Mexico City — The Mexican peso has been appreciating consistently since mid-2020, making it one of the strongest currencies among emerging markets over the last three years. Most of the peso’s stellar performance can be attributed to external factors, including the country’s nearshoring boom and soaring remittances. However, on the domestic front, analysts have also pointed to a healthy fiscal position.
While the American currency has continued to weaken in 2023 and currently trades below the MXN$17 threshold, the lowest three years, many analysts have been anticipating a rebound for the greenback during the second half of 2023.
In fact, a Citibanamex analyst survey this month pointed to an exchange rate of MXN$17.95 per greenback by the end of the year. That would imply a 5.5% depreciation from its price of MXN$17 at the start of August. According to Blackrock, the reversal of a three-year long trend of appreciation for the peso is set to begin as soon as Banco de México (Banxico) starts cutting rates.

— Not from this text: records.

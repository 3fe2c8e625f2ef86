//! Text level format.
//!
//! One character per tile, one line per row. Short rows are padded with empty
//! tiles so editors that strip trailing whitespace do not break a level.

use burrow_core::{Ability, CellCoord, LevelLayout, TileKind};
use thiserror::Error;

/// Level used when no `--level` file is given.
pub(crate) const DEMO_LEVEL: &str = include_str!("../levels/demo.txt");

/// Errors raised while decoding a text level.
#[derive(Clone, Debug, PartialEq, Error)]
pub(crate) enum LayoutError {
    /// The text contained no tile rows.
    #[error("level contains no rows")]
    Empty,
    /// A character outside the symbol table appeared in the level.
    #[error("unknown tile symbol {symbol:?} at column {column}, row {row}")]
    UnknownSymbol {
        /// Offending character.
        symbol: char,
        /// Column of the character.
        column: usize,
        /// Row of the character.
        row: usize,
    },
    /// No `P` marker was present.
    #[error("level has no player spawn marker `P`")]
    MissingPlayer,
    /// More than one `P` marker was present.
    #[error("second player spawn marker at column {column}, row {row}")]
    DuplicatePlayer {
        /// Column of the second marker.
        column: usize,
        /// Row of the second marker.
        row: usize,
    },
    /// The level is too large for signed cell coordinates.
    #[error("level exceeds {max} tiles along an axis")]
    TooLarge {
        /// Largest supported extent.
        max: usize,
    },
}

/// What a single symbol stands for.
enum Symbol {
    Tile(TileKind),
    Player,
    Walker,
}

fn translate(symbol: char) -> Option<Symbol> {
    let tile = match symbol {
        '.' | ' ' => TileKind::Empty,
        '#' => TileKind::Solid,
        '=' => TileKind::OneWay,
        '^' => TileKind::Hazard,
        'X' => TileKind::Breakable,
        '~' => TileKind::Crawlway,
        'C' => TileKind::Checkpoint,
        'J' => TileKind::Pickup(Ability::DoubleJump),
        'D' => TileKind::Pickup(Ability::Dash),
        'M' => TileKind::Pickup(Ability::Morph),
        'P' => return Some(Symbol::Player),
        'W' => return Some(Symbol::Walker),
        _ => return None,
    };
    Some(Symbol::Tile(tile))
}

fn coord(column: usize, row: usize) -> Result<CellCoord, LayoutError> {
    let max = i32::MAX as usize;
    let column = i32::try_from(column).map_err(|_| LayoutError::TooLarge { max })?;
    let row = i32::try_from(row).map_err(|_| LayoutError::TooLarge { max })?;
    Ok(CellCoord::new(column, row))
}

/// Decodes a text level. Spawn markers become empty tiles.
pub(crate) fn parse_layout(text: &str, tile_length: f32) -> Result<LevelLayout, LayoutError> {
    let lines: Vec<&str> = text
        .lines()
        .map(|line| line.trim_end_matches('\r'))
        .collect();
    let height = lines
        .iter()
        .rposition(|line| !line.trim().is_empty())
        .map_or(0, |last| last + 1);
    if height == 0 {
        return Err(LayoutError::Empty);
    }
    let width = lines[..height]
        .iter()
        .map(|line| line.chars().count())
        .max()
        .unwrap_or(0);

    let mut player_spawn = None;
    let mut walker_spawns = Vec::new();
    let mut rows = Vec::with_capacity(height);

    for (row, line) in lines[..height].iter().enumerate() {
        let mut tiles = Vec::with_capacity(width);
        for (column, symbol) in line.chars().enumerate() {
            let tile = match translate(symbol) {
                Some(Symbol::Tile(tile)) => tile,
                Some(Symbol::Player) => {
                    if player_spawn.is_some() {
                        return Err(LayoutError::DuplicatePlayer { column, row });
                    }
                    player_spawn = Some(coord(column, row)?);
                    TileKind::Empty
                }
                Some(Symbol::Walker) => {
                    walker_spawns.push(coord(column, row)?);
                    TileKind::Empty
                }
                None => return Err(LayoutError::UnknownSymbol { symbol, column, row }),
            };
            tiles.push(tile);
        }
        tiles.resize(width, TileKind::Empty);
        rows.push(tiles);
    }

    Ok(LevelLayout {
        rows,
        player_spawn: player_spawn.ok_or(LayoutError::MissingPlayer)?,
        walker_spawns,
        tile_length,
    })
}
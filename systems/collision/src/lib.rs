#![deny(
    unsafe_code,
    missing_docs,
    dead_code,
    unused_results,
    non_snake_case,
    unreachable_pub
)]

//! Tile map storage and the collision queries that physics and patrol systems
//! run against it.
//!
//! The map is the only shared mutable state in the simulation. Collision
//! queries never mutate it; the two mutations it supports (clearing a
//! breakable barrier during a dash and clearing a collected pickup) go through
//! [`TileMap::clear`].

use burrow_core::{Aabb, CellCoord, TileKind};
use thiserror::Error;

/// Reasons a level layout cannot be turned into a tile map.
#[derive(Clone, Debug, PartialEq, Error)]
pub enum TileMapError {
    /// The layout contained no rows or no columns.
    #[error("level layout has no tiles")]
    Empty,
    /// A row differed in length from the first row.
    #[error("row {row} has {found} tiles but row 0 has {expected}")]
    Ragged {
        /// Index of the offending row.
        row: usize,
        /// Length of the first row.
        expected: usize,
        /// Length of the offending row.
        found: usize,
    },
    /// The layout dimensions do not fit the signed cell coordinate space.
    #[error("level layout of {columns}x{rows} tiles is too large")]
    TooLarge {
        /// Number of columns in the layout.
        columns: usize,
        /// Number of rows in the layout.
        rows: usize,
    },
    /// The tile edge length was not a positive finite number.
    #[error("tile length {0} must be positive and finite")]
    InvalidTileLength(f32),
}

/// Movement state that decides which tiles block an actor.
#[derive(Clone, Copy, Debug, Default, PartialEq)]
pub struct CollisionContext {
    /// Actor is morphed and fits through crawlways.
    pub morphed: bool,
    /// Actor is dashing and passes through breakable barriers.
    pub dashing: bool,
    /// Current vertical velocity; one-way platforms only block at `>= 0`.
    pub vertical_velocity: f32,
    /// How far the actor's bottom edge may sit below a one-way platform's top
    /// surface and still be caught by it. `None` passes through one-way
    /// platforms entirely, which is how horizontal movement treats them.
    pub one_way_band: Option<f32>,
}

/// Record of a tile that was turned into empty space.
#[derive(Clone, Copy, Debug, PartialEq, Eq)]
pub struct ClearedTile {
    /// Location of the cleared tile.
    pub cell: CellCoord,
    /// Kind of tile the cell held before clearing.
    pub previous: TileKind,
}

/// Inclusive rectangle of cells touched by a box.
#[derive(Clone, Copy, Debug, PartialEq, Eq)]
pub struct CellRange {
    first: CellCoord,
    last: CellCoord,
}

impl CellRange {
    /// Computes the cells occupied by `bounds` on a grid of `tile_length` tiles.
    ///
    /// Right and bottom edges are exclusive, so a box flush against a tile
    /// boundary does not reach into the neighbouring tile.
    #[must_use]
    pub fn covering(bounds: &Aabb, tile_length: f32) -> Self {
        let first = CellCoord::new(
            (bounds.left() / tile_length).floor() as i32,
            (bounds.top() / tile_length).floor() as i32,
        );
        let last = CellCoord::new(
            (bounds.right() / tile_length).ceil() as i32 - 1,
            (bounds.bottom() / tile_length).ceil() as i32 - 1,
        );
        Self { first, last }
    }

    /// Row-major iterator over every cell in the range.
    pub fn cells(&self) -> impl Iterator<Item = CellCoord> {
        let first = self.first;
        let last = self.last;
        (first.row()..=last.row()).flat_map(move |row| {
            (first.column()..=last.column()).map(move |column| CellCoord::new(column, row))
        })
    }
}

/// Fixed-size grid of tiles.
#[derive(Clone, Debug, PartialEq)]
pub struct TileMap {
    columns: u32,
    rows: u32,
    tile_length: f32,
    tiles: Vec<TileKind>,
}

impl TileMap {
    /// Builds a map from equal-length rows listed top to bottom.
    pub fn from_rows(rows: &[Vec<TileKind>], tile_length: f32) -> Result<Self, TileMapError> {
        if !tile_length.is_finite() || tile_length <= 0.0 {
            return Err(TileMapError::InvalidTileLength(tile_length));
        }

        let expected = rows.first().map_or(0, Vec::len);
        if expected == 0 {
            return Err(TileMapError::Empty);
        }

        for (index, row) in rows.iter().enumerate() {
            if row.len() != expected {
                return Err(TileMapError::Ragged {
                    row: index,
                    expected,
                    found: row.len(),
                });
            }
        }

        let too_large = || TileMapError::TooLarge {
            columns: expected,
            rows: rows.len(),
        };
        let columns = i32::try_from(expected).map_err(|_| too_large())?;
        let row_count = i32::try_from(rows.len()).map_err(|_| too_large())?;

        Ok(Self {
            columns: columns.unsigned_abs(),
            rows: row_count.unsigned_abs(),
            tile_length,
            tiles: rows.iter().flatten().copied().collect(),
        })
    }

    /// Number of tile columns.
    #[must_use]
    pub const fn columns(&self) -> u32 {
        self.columns
    }

    /// Number of tile rows.
    #[must_use]
    pub const fn rows(&self) -> u32 {
        self.rows
    }

    /// Edge length of a square tile in world units.
    #[must_use]
    pub const fn tile_length(&self) -> f32 {
        self.tile_length
    }

    /// Kind of tile at `cell`. Cells outside the map read as [`TileKind::Solid`].
    #[must_use]
    pub fn tile(&self, cell: CellCoord) -> TileKind {
        self.index(cell)
            .and_then(|index| self.tiles.get(index).copied())
            .unwrap_or(TileKind::Solid)
    }

    /// Reports whether `cell` lies inside the map.
    #[must_use]
    pub fn contains(&self, cell: CellCoord) -> bool {
        self.index(cell).is_some()
    }

    /// Turns the tile at `cell` into empty space.
    ///
    /// Returns the previous kind, or `None` when the cell was already empty or
    /// lies outside the map.
    pub fn clear(&mut self, cell: CellCoord) -> Option<ClearedTile> {
        let index = self.index(cell)?;
        let slot = self.tiles.get_mut(index)?;
        if *slot == TileKind::Empty {
            return None;
        }
        let previous = std::mem::replace(slot, TileKind::Empty);
        Some(ClearedTile { cell, previous })
    }

    /// Row-major iterator over every tile in the map.
    pub fn iter(&self) -> impl Iterator<Item = (CellCoord, TileKind)> + '_ {
        let columns = self.columns as usize;
        self.tiles.iter().enumerate().map(move |(index, tile)| {
            let column = (index % columns) as i32;
            let row = (index / columns) as i32;
            (CellCoord::new(column, row), *tile)
        })
    }

    /// Tiles occupied by `bounds`, including out-of-map cells as solid.
    pub fn overlapping(&self, bounds: &Aabb) -> impl Iterator<Item = (CellCoord, TileKind)> + '_ {
        CellRange::covering(bounds, self.tile_length)
            .cells()
            .map(move |cell| (cell, self.tile(cell)))
    }

    /// Decides whether the tile at `cell` blocks an actor occupying `bounds`.
    #[must_use]
    pub fn solid_at(&self, cell: CellCoord, bounds: &Aabb, context: CollisionContext) -> bool {
        match self.tile(cell) {
            TileKind::Solid => true,
            TileKind::Breakable => !context.dashing,
            TileKind::Crawlway => !context.morphed,
            TileKind::OneWay => context.one_way_band.is_some_and(|band| {
                let surface = cell.row() as f32 * self.tile_length;
                context.vertical_velocity >= 0.0 && bounds.bottom() - surface <= band
            }),
            TileKind::Empty
            | TileKind::Hazard
            | TileKind::Checkpoint
            | TileKind::Pickup(_) => false,
        }
    }

    /// Reports whether any cell occupied by `bounds` blocks the actor.
    #[must_use]
    pub fn box_overlaps_solid(&self, bounds: &Aabb, context: CollisionContext) -> bool {
        CellRange::covering(bounds, self.tile_length)
            .cells()
            .any(|cell| self.solid_at(cell, bounds, context))
    }

    /// Clears every breakable barrier intersected by `bounds`.
    ///
    /// Barriers have no durability: one pass removes them permanently. Cleared
    /// tiles are appended to `out`.
    pub fn apply_dash_break(&mut self, bounds: &Aabb, out: &mut Vec<ClearedTile>) {
        for cell in CellRange::covering(bounds, self.tile_length).cells() {
            if self.tile(cell) == TileKind::Breakable {
                if let Some(cleared) = self.clear(cell) {
                    out.push(cleared);
                }
            }
        }
    }

    fn index(&self, cell: CellCoord) -> Option<usize> {
        let column = u32::try_from(cell.column()).ok()?;
        let row = u32::try_from(cell.row()).ok()?;
        if column < self.columns && row < self.rows {
            let width = usize::try_from(self.columns).ok()?;
            Some(usize::try_from(row).ok()? * width + usize::try_from(column).ok()?)
        } else {
            None
        }
    }
}
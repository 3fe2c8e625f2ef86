//! Movement constants shared by the physics and patrol systems.

use glam::Vec2;
use serde::{Deserialize, Serialize};

/// Tunable constants for player movement and walker patrols.
///
/// Every field has a default, so configuration files only need to list the
/// values they override. Speeds are in world units per second, accelerations
/// in world units per second squared and timers in seconds.
#[derive(Clone, Debug, PartialEq, Serialize, Deserialize)]
#[serde(default)]
pub struct MovementTuning {
    /// Player box while standing.
    pub standing_size: Vec2,
    /// Player box while morphed.
    pub morphed_size: Vec2,
    /// Horizontal acceleration while grounded.
    pub ground_acceleration: f32,
    /// Horizontal acceleration while airborne.
    pub air_acceleration: f32,
    /// Deceleration applied on the ground when no direction is held.
    pub ground_friction: f32,
    /// Horizontal speed cap on the ground.
    pub max_ground_speed: f32,
    /// Horizontal speed cap in the air.
    pub max_air_speed: f32,
    /// Downward acceleration.
    pub gravity: f32,
    /// Terminal falling speed.
    pub max_fall_speed: f32,
    /// Magnitude of the upward velocity set by a ground jump.
    pub jump_speed: f32,
    /// Fraction of [`Self::jump_speed`] granted by a double jump.
    pub double_jump_factor: f32,
    /// Extra gravity multiple applied while rising with jump released.
    pub jump_cut_gravity_factor: f32,
    /// Grace window after leaving the ground during which a jump still counts.
    pub coyote_time: f32,
    /// Window during which a jump press is remembered.
    pub jump_buffer_time: f32,
    /// Horizontal speed held for the duration of a dash.
    pub dash_speed: f32,
    /// Length of a dash.
    pub dash_duration: f32,
    /// Delay after a dash ends before another may start.
    pub dash_cooldown: f32,
    /// Gravity multiple applied while dashing.
    pub dash_gravity_factor: f32,
    /// Largest vertical speed at which the morph toggle is honoured.
    pub morph_speed_threshold: f32,
    /// Fixed band above a one-way platform's top surface that still lands.
    pub one_way_tolerance: f32,
    /// Walker box.
    pub walker_size: Vec2,
    /// Walker patrol speed.
    pub walker_speed: f32,
}

impl Default for MovementTuning {
    fn default() -> Self {
        Self {
            standing_size: Vec2::new(20.0, 40.0),
            morphed_size: Vec2::new(20.0, 20.0),
            ground_acceleration: 2400.0,
            air_acceleration: 1500.0,
            ground_friction: 2200.0,
            max_ground_speed: 260.0,
            max_air_speed: 290.0,
            gravity: 1800.0,
            max_fall_speed: 900.0,
            jump_speed: 620.0,
            double_jump_factor: 0.9,
            jump_cut_gravity_factor: 2.0,
            coyote_time: 0.10,
            jump_buffer_time: 0.12,
            dash_speed: 620.0,
            dash_duration: 0.18,
            dash_cooldown: 0.45,
            dash_gravity_factor: 0.25,
            morph_speed_threshold: 1.0,
            one_way_tolerance: 4.0,
            walker_size: Vec2::new(24.0, 20.0),
            walker_speed: 60.0,
        }
    }
}
#[cfg(test)]
mod tests {
    use super::*;
    use burrow_core::{CellCoord, TileKind};

    const DT: f32 = 1.0 / 60.0;
    const T: f32 = 32.0;

    fn map(rows: &[&str]) -> TileMap {
        let decoded: Vec<Vec<TileKind>> = rows
            .iter()
            .map(|row| {
                row.chars()
                    .map(|symbol| match symbol {
                        '#' => TileKind::Solid,
                        '=' => TileKind::OneWay,
                        'X' => TileKind::Breakable,
                        '~' => TileKind::Crawlway,
                        _ => TileKind::Empty,
                    })
                    .collect()
            })
            .collect();
        TileMap::from_rows(&decoded, T).expect("valid layout")
    }

    fn body_on(cell: CellCoord, tuning: &MovementTuning) -> PlayerBody {
        PlayerBody::new(cell.standing_position(T, tuning.standing_size), tuning)
    }

    fn idle() -> ControlInput {
        ControlInput::default()
    }

    #[test]
    fn settles_onto_floor_in_one_tick() {
        let tuning = MovementTuning::default();
        let mut map = map(&["....", "....", "####"]);
        let mut body = body_on(CellCoord::new(1, 1), &tuning);

        let outcome = body.step(idle(), AbilitySet::empty(), &tuning, DT, &mut map);

        assert!(body.grounded());
        assert!(outcome.landed);
        assert_eq!(body.bounds().bottom(), 2.0 * T);
        assert_eq!(body.velocity().y, 0.0);
        assert_eq!(body.coyote_timer(), tuning.coyote_time);
    }

    #[test]
    fn friction_stops_without_reversing() {
        let tuning = MovementTuning::default();
        let mut map = map(&["......", "......", "######"]);
        let mut body = body_on(CellCoord::new(2, 1), &tuning);
        body.grounded = true;
        body.velocity.x = 10.0;

        let _ = body.step(idle(), AbilitySet::empty(), &tuning, DT, &mut map);

        assert_eq!(body.velocity().x, 0.0);
    }

    #[test]
    fn horizontal_speed_is_capped() {
        let tuning = MovementTuning::default();
        let mut map = map(&["....................", "....................", "####################"]);
        let mut body = body_on(CellCoord::new(1, 1), &tuning);
        let run = ControlInput {
            move_right: true,
            ..idle()
        };

        for _ in 0..60 {
            let _ = body.step(run, AbilitySet::empty(), &tuning, DT, &mut map);
            assert!(body.velocity().x <= tuning.max_ground_speed);
        }
        assert_eq!(body.velocity().x, tuning.max_ground_speed);
    }

    #[test]
    fn wall_contact_zeroes_horizontal_velocity() {
        let tuning = MovementTuning::default();
        let mut map = map(&["....#", "....#", "#####"]);
        let mut body = body_on(CellCoord::new(2, 1), &tuning);
        let run = ControlInput {
            move_right: true,
            ..idle()
        };

        for _ in 0..60 {
            let _ = body.step(run, AbilitySet::empty(), &tuning, DT, &mut map);
        }

        assert_eq!(body.velocity().x, 0.0);
        assert_eq!(body.bounds().right(), 4.0 * T);
    }

    #[test]
    fn coyote_window_allows_late_jump() {
        let tuning = MovementTuning::default();
        let mut map = map(&["....", "....", "....", "...."]);
        let mut body = body_on(CellCoord::new(1, 1), &tuning);
        body.coyote_timer = 0.05;

        let jump = ControlInput {
            jump_held: true,
            ..idle()
        };
        let outcome = body.step(jump, AbilitySet::empty(), &tuning, DT, &mut map);

        assert_eq!(outcome.jumped, Some(JumpKind::Ground));
        assert!(body.velocity().y < 0.0);
        assert_eq!(body.coyote_timer(), 0.0);
    }

    #[test]
    fn releasing_jump_cuts_the_ascent() {
        let tuning = MovementTuning::default();
        let rows = ["....", "....", "....", "....", "....", "....", "####"];
        let hold = ControlInput {
            jump_held: true,
            ..idle()
        };

        let apex = |release_after: usize| {
            let mut map = map(&rows);
            let mut body = body_on(CellCoord::new(1, 5), &tuning);
            let _ = body.step(idle(), AbilitySet::empty(), &tuning, DT, &mut map);
            let mut highest = body.bounds().top();
            for tick in 0..60 {
                let input = if tick < release_after { hold } else { idle() };
                let _ = body.step(input, AbilitySet::empty(), &tuning, DT, &mut map);
                highest = highest.min(body.bounds().top());
            }
            highest
        };

        assert!(apex(2) > apex(60), "short press should peak lower");
    }

    #[test]
    fn morph_keeps_feet_planted() {
        let tuning = MovementTuning::default();
        let mut map = map(&["....", "....", "####"]);
        let mut body = body_on(CellCoord::new(1, 1), &tuning);
        let _ = body.step(idle(), AbilitySet::all(), &tuning, DT, &mut map);
        let feet = body.bounds().bottom_center();

        let toggle = ControlInput {
            morph_toggle: true,
            ..idle()
        };
        let outcome = body.step(toggle, AbilitySet::all(), &tuning, DT, &mut map);

        assert_eq!(outcome.morph_changed, Some(true));
        assert!(body.morphed());
        assert_eq!(body.bounds().size(), tuning.morphed_size);
        assert_eq!(body.bounds().bottom_center(), feet);
    }

    #[test]
    fn resize_follows_morph_state() {
        let mut tuning = MovementTuning::default();
        let mut body = body_on(CellCoord::new(1, 1), &tuning);
        let feet = body.bounds().bottom_center();

        tuning.standing_size = Vec2::new(16.0, 32.0);
        tuning.morphed_size = Vec2::new(16.0, 16.0);
        body.resize(&tuning);
        assert_eq!(body.bounds().size(), tuning.standing_size);
        assert_eq!(body.bounds().bottom_center(), feet);

        body.morphed = true;
        body.resize(&tuning);
        assert_eq!(body.bounds().size(), tuning.morphed_size);
        assert_eq!(body.bounds().bottom_center(), feet);
    }

    #[test]
    fn head_bump_rests_flush_under_ceiling() {
        let tuning = MovementTuning::default();
        let mut map = map(&["....", "####", "....", "....", "####"]);
        let mut body = PlayerBody::new(Vec2::new(1.2 * T, 2.0 * T + 0.4), &tuning);
        body.velocity.y = -600.0;

        let _ = body.step(
            ControlInput {
                jump_held: true,
                ..idle()
            },
            AbilitySet::empty(),
            &tuning,
            DT,
            &mut map,
        );

        assert_eq!(body.bounds().top(), 2.0 * T);
        assert_eq!(body.velocity().y, 0.0);
        assert!(!body.grounded());
    }

    #[test]
    fn morph_requires_the_ability() {
        let tuning = MovementTuning::default();
        let mut map = map(&["....", "....", "####"]);
        let mut body = body_on(CellCoord::new(1, 1), &tuning);
        let _ = body.step(idle(), AbilitySet::empty(), &tuning, DT, &mut map);

        let toggle = ControlInput {
            morph_toggle: true,
            ..idle()
        };
        let outcome = body.step(toggle, AbilitySet::empty(), &tuning, DT, &mut map);

        assert_eq!(outcome.morph_changed, None);
        assert!(!body.morphed());
    }

    #[test]
    fn standing_up_under_a_solid_tile_is_rejected() {
        let tuning = MovementTuning::default();
        let mut map = map(&["......", "..#...", "......", "######"]);
        let anchor = Vec2::new(2.5 * T, 3.0 * T);
        let mut body = PlayerBody::new(Vec2::ZERO, &tuning);
        body.bounds = Aabb::from_bottom_center(anchor, tuning.morphed_size);
        body.morphed = true;
        body.grounded = true;

        let toggle = ControlInput {
            morph_toggle: true,
            ..idle()
        };
        let outcome = body.step(toggle, AbilitySet::all(), &tuning, DT, &mut map);

        assert_eq!(outcome.morph_changed, None);
        assert!(body.morphed());
        assert_eq!(body.bounds().size(), tuning.morphed_size);
    }

    #[test]
    fn standing_up_inside_a_crawlway_is_rejected() {
        let tuning = MovementTuning::default();
        let mut map = map(&["......", "..~...", "......", "######"]);
        let anchor = Vec2::new(2.5 * T, 3.0 * T);
        let mut body = PlayerBody::new(Vec2::ZERO, &tuning);
        body.bounds = Aabb::from_bottom_center(anchor, tuning.morphed_size);
        body.morphed = true;
        body.grounded = true;

        let toggle = ControlInput {
            morph_toggle: true,
            ..idle()
        };
        let outcome = body.step(toggle, AbilitySet::all(), &tuning, DT, &mut map);

        assert_eq!(outcome.morph_changed, None);
        assert!(body.morphed());
        assert_eq!(body.bounds().size(), tuning.morphed_size);
        assert_eq!(body.bounds().bottom_center(), anchor);
    }

    #[test]
    fn dash_cannot_start_while_morphed() {
        let tuning = MovementTuning::default();
        let mut map = map(&["......", "......", "######"]);
        let mut body = body_on(CellCoord::new(1, 1), &tuning);
        let _ = body.step(idle(), AbilitySet::all(), &tuning, DT, &mut map);
        let _ = body.step(
            ControlInput {
                morph_toggle: true,
                ..idle()
            },
            AbilitySet::all(),
            &tuning,
            DT,
            &mut map,
        );

        let dash = ControlInput {
            move_right: true,
            dash_pressed: true,
            ..idle()
        };
        let outcome = body.step(dash, AbilitySet::all(), &tuning, DT, &mut map);

        assert_eq!(outcome.dash_started, None);
        assert!(!body.is_dashing());
    }

    #[test]
    fn dash_runs_its_course_then_cools_down() {
        let tuning = MovementTuning::default();
        let mut map = map(&[
            "..............................",
            "..............................",
            "##############################",
        ]);
        let mut body = body_on(CellCoord::new(1, 1), &tuning);
        let _ = body.step(idle(), AbilitySet::all(), &tuning, DT, &mut map);

        let dash = ControlInput {
            move_right: true,
            dash_pressed: true,
            ..idle()
        };
        let outcome = body.step(dash, AbilitySet::all(), &tuning, DT, &mut map);
        assert_eq!(outcome.dash_started, Some(Facing::Right));
        assert_eq!(body.velocity().x, tuning.dash_speed);

        let mut dashing_ticks = 1;
        while body.is_dashing() {
            let _ = body.step(dash, AbilitySet::all(), &tuning, DT, &mut map);
            dashing_ticks += 1;
            assert!(dashing_ticks < 60, "dash never ended");
        }

        assert!(matches!(body.dash(), DashState::Cooldown { .. }));
        assert!(body.velocity().x <= tuning.max_ground_speed);

        let again = body.step(dash, AbilitySet::all(), &tuning, DT, &mut map);
        assert_eq!(again.dash_started, None, "cooldown must block a new dash");
    }

    #[test]
    fn dash_without_direction_does_nothing() {
        let tuning = MovementTuning::default();
        let mut map = map(&["......", "......", "######"]);
        let mut body = body_on(CellCoord::new(1, 1), &tuning);
        let _ = body.step(idle(), AbilitySet::all(), &tuning, DT, &mut map);

        let dash = ControlInput {
            dash_pressed: true,
            ..idle()
        };
        let outcome = body.step(dash, AbilitySet::all(), &tuning, DT, &mut map);

        assert_eq!(outcome.dash_started, None);
        assert_eq!(body.dash(), DashState::Ready);
    }

    #[test]
    fn respawn_clears_transient_state() {
        let tuning = MovementTuning::default();
        let mut body = PlayerBody::new(Vec2::new(5.0, 5.0), &tuning);
        body.velocity = Vec2::new(100.0, -200.0);
        body.grounded = true;
        body.coyote_timer = 0.1;
        body.jump_buffer = 0.1;
        body.double_jump_used = true;
        body.dash = DashState::Dashing { remaining: 0.1 };
        body.morphed = true;
        body.bounds = Aabb::new(Vec2::new(5.0, 25.0), tuning.morphed_size);
        body.facing = Facing::Left;

        body.respawn(Vec2::new(40.0, 60.0), &tuning);

        assert_eq!(body.bounds(), Aabb::new(Vec2::new(40.0, 60.0), tuning.standing_size));
        assert_eq!(body.velocity(), Vec2::ZERO);
        assert!(!body.grounded());
        assert_eq!(body.coyote_timer(), 0.0);
        assert_eq!(body.jump_buffer(), 0.0);
        assert!(!body.double_jump_used());
        assert_eq!(body.dash(), DashState::Ready);
        assert!(!body.morphed());
        assert_eq!(body.facing(), Facing::Left);
    }
}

It’s worth noting that Banxico has remained tight-lipped as to when that might be.
To be sure, the Mexican peso has flexed its muscles so far this year, rising almost 14% against the greenback. That makes it the second-best performing currency in Latin America after the Colombian peso, which has risen more than 15%. What’s driving the US dollar’s weakness in Mexico?
Why is the Mexican Peso Appreciating?
Several analysts have shed light on peso’s upward trajectory. Among the main arguments, especially in recent months, is the rate spread between Banxico and the US Federal Reserve’s key rates, which currently stands at 575 basis points, cementing investors’ appetite for peso-denominated assets.
It’s also worth noting that, due to the Mexican economy’s strong ties to the United States, the value of the peso is particularly tethered to macroeconomic indicators north of the border, including benchmark interest rates.
Although dollar inflows via exports are still playing a role in strengthening the Mexican peso, the state-owned company Pemex has been implementing a strategy to cease crude oil exports by 2024.
While crude oil prices surged to $100 per barrel following Russia’s invasion of Ukraine, they have since tumbled to approximately $80. However, it’s crucial to note that while Mexico is a leading oil producer in Latin America, these fluctuations do not have a major impact on the exchange rate in the country.
The Mexican Peso’s Tango with the US Dollar
The performance of the Mexican peso is intricately tied to the US dollar. When the US dollar weakens, the peso strengthens, implying an inverse relationship.
One significant factor to be considered in that relationship is the US Federal Reserve’s interest rates path, as it deals with inflationary pressures. As mentioned, the value of the Mexican peso is hinged on the interest rate spread between the Bank of Mexico and the Federal Reserve, which currently stands at 600 basis points. While Mexico’s benchmark sits at 11.25%, the US’ key rates are between 5.00% and 5.25%.
This interest rate gap heightens the appeal of investing in peso-denominated assets, particularly bonds.
Priscila Robledo, an economist at Fintual, emphasized, “It makes it somewhat easier for Banxico [Bank of Mexico] to reduce inflation and might encourage them to carry out greater rate cuts at the end of the year,” speaking to Bloomberg Línea earlier this year.
Dollar Weakness Due to Remittances
The Mexican peso’s performance is also intricately linked to the influx of dollars through remittances, which workers send to their families mainly from the United States. According to BBVA Research, remittances rose for 38 consecutive months through to June this year, closing the first half of 2023 at $30.2 billion, or 9.9% more than the same six months of 2022.
These remittances are a direct result of economic growth in the US, as well as stimulus spending from the American government during the pandemic.
Keeping an Eye on Regional Political Scenarios
Investors also closely monitor the political landscape throughout the region, as exemplified by cases of heightened uncertainty in both Brazil, Colombia and Peru during 2023, mainly in relation to social protests and discord among political leaders.
Nearshoring Boom
The pandemic also ushered in changes in various processes that make up the Mexican economy. Several multinational companies have decided to relocate their manufacturing plants from China to Mexico, particularly in the northern region of the country. Known as nearshoring, this trend has garnered considerable attention from investors. Mexico’s proximity to the US implies a high potential for savings in terms of transportation and labor costs.
Analysts at Monex previously disclosed to Bloomberg Línea that nearshoring would reshape the Mexican economy through increased investment. Janneth Quiroz, Deputy Director of Analysis at Monex, remarked, “We have reports indicating a high demand for land and permits at the border. Perhaps in a scenario where interest rates are high, relocation may be more costly, but in the end, it will happen.”